Pick out each line in these entries that contains the string "offset".

*** SUPPLIED MATERIAL

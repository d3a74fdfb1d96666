//! Quoted string literals
//!
//! Text nodes and attribute values are written as double-quoted literals using
//! the escape sequences of the Clojure/EDN reader.

use std::fmt::Write;

use crate::{Error, Result};

/// Escape `s` for use inside a double-quoted literal (quotes not included)
pub fn escape_string(s: &str) -> String {
    let mut out = String::with_capacity(s.len());
    push_escaped(s, &mut out);
    out
}

/// Write `s` as a complete quoted literal, including the surrounding quotes
pub fn push_quoted(s: &str, out: &mut String) {
    out.push('"');
    push_escaped(s, out);
    out.push('"');
}

pub(crate) fn push_escaped(s: &str, out: &mut String) {
    for c in s.chars() {
        match c {
            '"' => out.push_str("\\\""),
            '\\' => out.push_str("\\\\"),
            '\n' => out.push_str("\\n"),
            '\r' => out.push_str("\\r"),
            '\t' => out.push_str("\\t"),
            '\u{08}' => out.push_str("\\b"),
            '\u{0c}' => out.push_str("\\f"),
            c if c.is_control() => {
                // writing into a String cannot fail
                let _ = write!(out, "\\u{:04x}", c as u32);
            }
            _ => out.push(c),
        }
    }
}

/// Reverse [`escape_string`]
///
/// `s` is the literal body without the surrounding quotes.
pub fn unescape_string(s: &str) -> Result<String> {
    let mut out = String::with_capacity(s.len());
    let mut chars = s.char_indices();

    while let Some((offset, c)) = chars.next() {
        if c != '\\' {
            out.push(c);
            continue;
        }

        let invalid = |sequence: &str| Error::InvalidEscape {
            offset,
            sequence: sequence.to_string(),
        };

        let Some((_, escaped)) = chars.next() else {
            return Err(invalid("\\"));
        };

        match escaped {
            '"' => out.push('"'),
            '\\' => out.push('\\'),
            'n' => out.push('\n'),
            'r' => out.push('\r'),
            't' => out.push('\t'),
            'b' => out.push('\u{08}'),
            'f' => out.push('\u{0c}'),
            'u' => {
                let hex: String = chars.by_ref().take(4).map(|(_, c)| c).collect();
                let decoded = if hex.len() == 4 {
                    u32::from_str_radix(&hex, 16).ok().and_then(char::from_u32)
                } else {
                    None
                };
                match decoded {
                    Some(c) => out.push(c),
                    None => return Err(invalid(&format!("\\u{}", hex))),
                }
            }
            other => return Err(invalid(&format!("\\{}", other))),
        }
    }

    Ok(out)
}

******

SOLUTION TO THIS PROBLEM:
    while let Some((offset, c)) = chars.next() {
            offset,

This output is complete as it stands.